The Swiss cheese model of accident causation is a model used in risk analysis and risk management, including aviation safety, engineering, healthcare, emergency service organizations, and as the principle behind layered security, as used in computer security and defense in depth. It likens human systems to multiple slices of Swiss cheese, which has randomly placed and sized holes in each slice, stacked side by side, in which the risk of a threat becoming a reality is mitigated by the differing layers and types of defenses which are "layered" behind each other.  Therefore, in theory, lapses and weaknesses in one defense do not allow a risk to materialize (e.g. a hole in each slice in the stack aligning with holes in all other slices), since other defenses also exist (e.g. other slices of cheese), to prevent a single point of failure. The model was originally formally propounded by James T. Reason of the University of Manchester, and has since gained widespread acceptance.  It is sometimes called the "cumulative act effect".
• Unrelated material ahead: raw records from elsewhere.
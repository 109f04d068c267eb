// SPDX-License-Identifier: BUSL-1.1
// Copyright (c) 2026 Alfred Jean LLC

//! Exclusive file lock via `fs2`

use super::{LockError, StateLocker};
use async_trait::async_trait;
use fs2::FileExt;
use relay_core::LockInfo;
use std::fs::{File, OpenOptions};
use std::io::{Read, Seek, SeekFrom, Write};
use std::path::PathBuf;
use std::sync::{Arc, Mutex};
use std::time::{Duration, Instant};

const RETRY_INTERVAL: Duration = Duration::from_millis(250);

/// Locks a file next to the local state. The holder's [`LockInfo`] is
/// written into the file.
#[derive(Clone)]
pub struct FileStateLocker {
    path: PathBuf,
    timeout: Duration,
    held: Arc<Mutex<Option<File>>>,
}

impl FileStateLocker {
    pub fn new(path: impl Into<PathBuf>, timeout: Duration) -> Self {
        Self {
            path: path.into(),
            timeout,
            held: Arc::new(Mutex::new(None)),
        }
    }

    fn try_acquire(&self, info: &LockInfo) -> Result<Option<File>, LockError> {
        if let Some(parent) = self.path.parent() {
            std::fs::create_dir_all(parent).map_err(|e| LockError::Io(e.to_string()))?;
        }
        let mut file = OpenOptions::new()
            .read(true)
            .write(true)
            .create(true)
            .truncate(false)
            .open(&self.path)
            .map_err(|e| LockError::Io(e.to_string()))?;

        if file.try_lock_exclusive().is_err() {
            return Ok(None);
        }

        let contents =
            serde_json::to_string_pretty(info).map_err(|e| LockError::Io(e.to_string()))?;
        file.set_len(0)
            .and_then(|_| file.seek(SeekFrom::Start(0)))
            .and_then(|_| file.write_all(contents.as_bytes()))
            .and_then(|_| file.flush())
            .map_err(|e| LockError::Io(e.to_string()))?;
        Ok(Some(file))
    }

    fn holder(&self) -> String {
        let mut contents = String::new();
        let read = File::open(&self.path).and_then(|mut f| f.read_to_string(&mut contents));
        match read.ok().and_then(|_| serde_json::from_str::<LockInfo>(&contents).ok()) {
            Some(info) => info.to_string(),
            None => format!("Lock file: {}", self.path.display()),
        }
    }
}

#[async_trait]
impl StateLocker for FileStateLocker {
    async fn lock(&self, info: &LockInfo) -> Result<(), LockError> {
        let started = Instant::now();
        loop {
            let locker = self.clone();
            let attempt_info = info.clone();
            let acquired = tokio::task::spawn_blocking(move || locker.try_acquire(&attempt_info))
                .await
                .map_err(|e| LockError::Io(e.to_string()))??;

            if let Some(file) = acquired {
                *self.held.lock().unwrap_or_else(|e| e.into_inner()) = Some(file);
                tracing::debug!(path = %self.path.display(), id = %info.id, "state locked");
                return Ok(());
            }

            if started.elapsed() >= self.timeout {
                return Err(LockError::Held {
                    holder: self.holder(),
                });
            }
            tokio::time::sleep(RETRY_INTERVAL).await;
        }
    }

    async fn unlock(&self) -> Result<(), LockError> {
        let file = self.held.lock().unwrap_or_else(|e| e.into_inner()).take();
        let Some(file) = file else {
            return Ok(());
        };
        file.set_len(0).map_err(|e| LockError::Io(e.to_string()))?;
        FileExt::unlock(&file).map_err(|e| LockError::Io(e.to_string()))?;
        tracing::debug!(path = %self.path.display(), "state unlocked");
        Ok(())
    }

    fn timeout(&self) -> Duration {
        self.timeout
    }
}

#[cfg(test)]
#[path = "file_tests.rs"]
mod tests;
Although the Swiss cheese model is respected and considered to be a useful method of relating concepts, it has been subject to criticism that it is used too broadly, and without enough other models or support.

Holes and slices

In the Swiss cheese model, an organisation's defenses against failure are modeled as a series of imperfect barriers, represented as slices of cheese, specifically Swiss cheese with holes known as "eyes", such as Emmental cheese. The holes in the slices represent weaknesses in individual parts of the system and are continually varying in size and position across the slices. The system produces failures when a hole in each slice momentarily aligns, permitting (in Reason's words) "a trajectory of accident opportunity", so that a hazard passes through holes in all of the slices, leading to a failure.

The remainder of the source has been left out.